Transformation of recalcitrant species
Cereals, legumes, and woody plants are commonly categorized as recalcitrant to
transformation. However, the hypothesis that some plants lack the biological
capacity to respond to essential triggers for integrative transformation, or have
cellular mechanisms preventing integrative transformation, can effectively be
rejected. Broadly applicable selection methods are well established and the key
to transform recalcitrant species appears to be the development of methods to
expose many regenerable cells to nondestructive gene transfer treatments.
Knowledge of the relative susceptibility of different cells and tissues to
transformation by
Agrobacterium tumefaciens, would be helpful in devising
strategies for transformation experiments for recalcitrant plant species. Although
we know much about the contribution of the bacterium, we know little about its
interaction with the plant cell and about the events surrounding gene transfer. It
is known that
Agrobacterium DNA transfer is highly regulated and is triggered
only in the presence of susceptible cells of the plant host. However, does
Agrobacterium select between cell types? What features determine favored cells
for gene transfer? Are there physiological requirements for efficient T-DNA
integration? Can wound response of recalcitrant plant species efficiently induce
the expression of vir genes existing in the Ti plasmid of
Agrobacterium?
A clear understanding of the factors determining the amenability of the
transformed cells for regeneration will also favorably contribute to overcome the
problem of transforming recalcitrant species. Despite a vast lore of information
on hormonal control, largely arrived at through trial and error, knowledge of the
fundamental biology underlying induction of plant regeneration and
organogenesis remains scanty.
For example, gene expression associated with
organ-specific inductive events is poorly characterized and the mechanism(s) by
which growth factors such as auxins and cytokinins act to induce organogenesis
is still a mystery. In a developmental perspective, it has been suggested that
plant tissues are composed of cell populations with different states of
developmental competence. [86] Although this implies that cells belonging to
different populations have different fates, the major issue remains as to the
molecular characterization of the different developmental states of the cell and
the determination of organogenic ‘markers’. Additionally, what makes a cell
competent for dedifferentiation, proliferation and regeneration?
Protocols aimed to avoid long tissue culture- and hormone-dependent
regeneration processes have been developed which are based on the natural
capability of plants for spontaneous regeneration. These protocols, which are
characterized by the requirement of a limited number of plant manipulations,
proved to be successful for the stable transformation of plants acting as
important model systems in fundamental research (ie.

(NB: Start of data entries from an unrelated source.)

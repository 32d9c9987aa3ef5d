//! HTTP layer.
//!
//! Every browser session owns its own [`Logframe`], found through the
//! `portal_session` cookie and created on first use. The project portfolio is
//! shared by all sessions and written to disk after each change. A request
//! holds the lock of the state it touches while it changes it, so edits
//! from one session are applied one at a time.

use axum::{
    Json, Router,
    body::Body,
    extract::{Multipart, Path, Query, State},
    http::{StatusCode, header},
    response::{Html, IntoResponse, Response},
    routing::{get, post, put},
};
use axum_extra::extract::cookie::{Cookie, CookieJar};
use chrono::{Local, NaiveDate};
use log::{error, info, warn};
use serde::{Deserialize, Serialize};
use std::collections::HashMap;
use std::sync::{Arc, Mutex, MutexGuard, PoisonError};
use std::time::{Duration, Instant};
use tokio::net::TcpListener;
use tower_http::cors::CorsLayer;
use tower_http::trace::TraceLayer;
use uuid::Uuid;

use crate::config::PortalConfig;
use crate::error::{PortalError, Result};
use crate::export::{build_document, export_xlsx, render_document_html};
use crate::import::{ImportReport, reconcile};
use crate::loader::{from_csv_str, from_xlsx_bytes};
use crate::logframe::{ActivityDraft, BudgetDraft, DanglingRef, DeleteReport, KpiDraft, Logframe};
use crate::model::{NodeRef, ProjectInfo};
use crate::numbering::{Numbering, compute_numbers};
use crate::portfolio::{
    self, ActivityInput, BudgetLineInput, BudgetTotals, FrameworkNode, FrameworkNodeInput,
    Indicator, IndicatorInput, PeriodStatus, PlannedBudgetLine, PortfolioActivity,
    PortfolioMetrics, PortfolioStore, Project, ProjectInput, QaStatus, RecentEntry,
    ReportingPeriod, RowId, StrategicIndicatorInput, StrategicStatus, UpsertSummary,
};
use crate::saving;

pub const SESSION_COOKIE: &str = "portal_session";

const XLSX_CONTENT_TYPE: &str = "application/vnd.openxmlformats-officedocument.spreadsheetml.sheet";

struct SessionEntry {
    logframe: Logframe,
    last_seen: Instant,
}

pub struct AppState {
    config: PortalConfig,
    sessions: Mutex<HashMap<String, SessionEntry>>,
    portfolio: Mutex<PortfolioStore>,
    snapshot_lock: tokio::sync::Mutex<()>,
}

fn lock<T>(mutex: &Mutex<T>) -> MutexGuard<'_, T> {
    mutex.lock().unwrap_or_else(PoisonError::into_inner)
}

fn today() -> NaiveDate {
    Local::now().date_naive()
}

impl AppState {
    pub fn new(config: PortalConfig, portfolio: PortfolioStore) -> Self {
        AppState {
            config,
            sessions: Mutex::new(HashMap::new()),
            portfolio: Mutex::new(portfolio),
            snapshot_lock: tokio::sync::Mutex::new(()),
        }
    }

    /// Run `f` against the logframe of session `id`, creating it if needed.
    /// Idle sessions past the configured lifetime are dropped first.
    fn with_logframe<T>(&self, id: &str, f: impl FnOnce(&mut Logframe) -> Result<T>) -> Result<T> {
        let ttl = Duration::from_secs(self.config.session_ttl);
        let mut sessions = lock(&self.sessions);
        sessions.retain(|_, entry| entry.last_seen.elapsed() < ttl);

        let entry = sessions
            .entry(id.to_string())
            .or_insert_with(|| SessionEntry {
                logframe: Logframe::new(),
                last_seen: Instant::now(),
            });
        entry.last_seen = Instant::now();
        f(&mut entry.logframe)
    }

    fn read_portfolio<T>(&self, f: impl FnOnce(&PortfolioStore) -> T) -> T {
        f(&lock(&self.portfolio))
    }

    /// Apply a change to the portfolio and persist it when it succeeded.
    ///
    /// The snapshot is written on the blocking pool from a copy taken after
    /// the change, one save at a time, so a later save never loses to an
    /// earlier one.
    async fn mutate_portfolio<T>(&self, f: impl FnOnce(&mut PortfolioStore) -> Result<T>) -> Result<T> {
        let value = {
            let mut store = lock(&self.portfolio);
            f(&mut store)?
        };

        let _saving = self.snapshot_lock.lock().await;
        let store = lock(&self.portfolio).clone();
        let path = self.config.portfolio_snapshot_path();
        let saved = tokio::task::spawn_blocking({
            let path = path.clone();
            move || saving::save_portfolio(&store, &path)
        })
        .await;
        match saved {
            Ok(Ok(())) => {}
            // The change stays in memory and is written with the next save.
            Ok(Err(e)) => error!("could not persist portfolio to {}: {}", path.display(), e),
            Err(e) => error!("portfolio save task failed: {}", e),
        }
        Ok(value)
    }
}

type SharedState = Arc<AppState>;

#[derive(Serialize)]
struct StatusResponse {
    status: String,
    message: Option<String>,
}

#[derive(Serialize)]
struct Created<T> {
    id: T,
}

impl IntoResponse for PortalError {
    fn into_response(self) -> Response {
        let status = match &self {
            PortalError::Validation { .. } | PortalError::Import { .. } => StatusCode::BAD_REQUEST,
            #[cfg(feature = "xlsx")]
            PortalError::Calamine(_) => StatusCode::BAD_REQUEST,
            PortalError::NotFound { .. } => StatusCode::NOT_FOUND,
            PortalError::Duplicate { .. } => StatusCode::CONFLICT,
            PortalError::MissingDependency { .. } => StatusCode::NOT_IMPLEMENTED,
            _ => StatusCode::INTERNAL_SERVER_ERROR,
        };
        if status.is_server_error() {
            error!("{}", self);
        } else {
            warn!("{}", self);
        }
        (
            status,
            Json(StatusResponse {
                status: "error".to_string(),
                message: Some(self.to_string()),
            }),
        )
            .into_response()
    }
}

fn ok() -> StatusResponse {
    StatusResponse {
        status: "ok".to_string(),
        message: None,
    }
}

/// Session id from the cookie, or a fresh one added to the jar.
fn session_id(jar: CookieJar) -> (CookieJar, String) {
    if let Some(cookie) = jar.get(SESSION_COOKIE) {
        let id = cookie.value().to_string();
        return (jar, id);
    }
    let id = Uuid::new_v4().to_string();
    let mut cookie = Cookie::new(SESSION_COOKIE, id.clone());
    cookie.set_path("/");
    cookie.set_http_only(true);
    (jar.add(cookie), id)
}

fn respond<T: Serialize>(jar: CookieJar, result: Result<T>) -> Response {
    match result {
        Ok(value) => (jar, Json(value)).into_response(),
        Err(e) => (jar, e).into_response(),
    }
}

/// Run `f` on the caller's logframe and answer with its JSON result.
fn session_call<T: Serialize>(
    state: &AppState,
    jar: CookieJar,
    f: impl FnOnce(&mut Logframe) -> Result<T>,
) -> Response {
    let (jar, id) = session_id(jar);
    let result = state.with_logframe(&id, f);
    respond(jar, result)
}

/// Start the server and block until it stops.
pub async fn run(config: PortalConfig) -> std::result::Result<(), Box<dyn std::error::Error>> {
    let portfolio = saving::load_portfolio_or_default(config.portfolio_snapshot_path())?;
    info!(
        "portfolio loaded: {} project(s) from {}",
        portfolio.projects.len(),
        config.portfolio_snapshot_path().display()
    );

    let bind_addr = config.bind_addr.clone();
    let app = router(Arc::new(AppState::new(config, portfolio)));

    let listener = TcpListener::bind(&bind_addr).await?;
    info!("Listening on http://{}", bind_addr);
    axum::serve(listener, app).await?;

    Ok(())
}

pub fn router(state: SharedState) -> Router {
    Router::new()
        .route("/", get(export_document))
        // Logframe of the current session
        .route("/api/logframe", get(get_logframe))
        .route("/api/logframe/check", get(check_logframe))
        .route("/api/project", put(set_project_info))
        .route("/api/goals", post(add_goal))
        .route("/api/goals/:id", put(rename_goal).delete(delete_goal))
        .route("/api/outcomes", post(add_outcome))
        .route("/api/outcomes/:id", put(update_outcome).delete(delete_outcome))
        .route("/api/outputs", post(add_output))
        .route("/api/outputs/:id", put(update_output).delete(delete_output))
        .route("/api/kpis", post(add_kpi))
        .route("/api/kpis/:id", put(update_kpi).delete(remove_kpi))
        .route("/api/activities", post(add_activity))
        .route("/api/activities/:id", put(update_activity).delete(remove_activity))
        .route("/api/budget", post(add_budget_line))
        .route("/api/budget/:id", put(update_budget_line).delete(remove_budget_line))
        .route("/api/export/xlsx", get(export_workbook))
        .route("/api/export/document", get(export_document))
        .route("/api/import", post(import_workbook))
        // Portfolio
        .route(
            "/api/portfolio/projects",
            get(list_projects).post(create_project).delete(delete_all_projects),
        )
        .route(
            "/api/portfolio/projects/:id",
            get(project_detail).put(update_project).delete(delete_project),
        )
        .route("/api/portfolio/projects/:id/periods", post(generate_periods))
        .route("/api/portfolio/nodes", post(add_framework_node))
        .route("/api/portfolio/indicators", post(add_indicator))
        .route("/api/portfolio/activities", post(add_portfolio_activity))
        .route("/api/portfolio/budget-lines", post(add_portfolio_budget_line))
        .route("/api/portfolio/targets", put(upsert_target))
        .route("/api/portfolio/actuals", put(upsert_actual))
        .route("/api/portfolio/periods/:id/status", put(set_period_status))
        .route("/api/portfolio/periods/generate", post(generate_missing_periods))
        .route("/api/portfolio/periods/overdue", post(mark_overdue))
        .route("/api/portfolio/strategic", post(add_strategic_indicator))
        .route("/api/portfolio/mappings", post(map_indicator))
        .route("/api/portfolio/dashboard", get(dashboard))
        .route("/api/admin/projects.csv", get(export_projects_csv))
        .route("/api/admin/projects", post(upsert_projects))
        .layer(TraceLayer::new_for_http())
        .layer(CorsLayer::permissive())
        .with_state(state)
}

// ---- logframe handlers ----

#[derive(Serialize)]
struct LogframeView {
    logframe: Logframe,
    numbering: Numbering,
    funding_total: f64,
}

#[derive(Deserialize)]
struct NameForm {
    name: String,
}

#[derive(Deserialize)]
struct OutcomeForm {
    name: String,
    goal_id: String,
}

#[derive(Deserialize)]
struct OutputForm {
    name: String,
    #[serde(default)]
    assumptions: String,
    outcome_id: String,
}

async fn get_logframe(State(state): State<SharedState>, jar: CookieJar) -> Response {
    session_call(&state, jar, |lf| {
        Ok(LogframeView {
            numbering: compute_numbers(lf, true),
            funding_total: lf.funding_total(),
            logframe: lf.clone(),
        })
    })
}

async fn check_logframe(State(state): State<SharedState>, jar: CookieJar) -> Response {
    session_call(&state, jar, |lf| -> Result<Vec<DanglingRef>> {
        Ok(lf.dangling_references())
    })
}

async fn set_project_info(
    State(state): State<SharedState>,
    jar: CookieJar,
    Json(info): Json<ProjectInfo>,
) -> Response {
    session_call(&state, jar, |lf| lf.set_project_info(info).map(|_| ok()))
}

async fn add_goal(
    State(state): State<SharedState>,
    jar: CookieJar,
    Json(form): Json<NameForm>,
) -> Response {
    session_call(&state, jar, |lf| lf.add_goal(&form.name).map(|id| Created { id }))
}

async fn rename_goal(
    State(state): State<SharedState>,
    Path(id): Path<String>,
    jar: CookieJar,
    Json(form): Json<NameForm>,
) -> Response {
    session_call(&state, jar, |lf| lf.rename_goal(&id, &form.name).map(|_| ok()))
}
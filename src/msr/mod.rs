//! Encrypted mean squared residue (MSR) computation.
pub mod assembly;
pub mod broadcast;
pub mod engine;
pub mod harness;
pub mod msr;
pub mod oracle;
pub mod packing;
pub mod reduction;
pub mod scale;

Arabidopsis thaliana, [87]
and for the transformation of crops such as tomato. [88] These protocols should be
applicable for the genetic engineering of recalcitrant plant species such as bell
pepper where transformation, [89–91]) has been limited because of the difficulties
of developing an efficient and universal plant regeneration system. The
regeneration of bell pepper has been performed using empirically determined
combinations of growth regulators. [92–6] However, protocols for spontaneous
plant regeneration have been applied to different cultivars of bell pepper which
proved to be efficient. [97–9] Some of these protocols, combined with
Agrobacterium tumefaciens mediated gene transfer and selection, have been
shown to be effective in regenerating stable transformed plants of tomato and
they are also promising tools to transform bell pepper.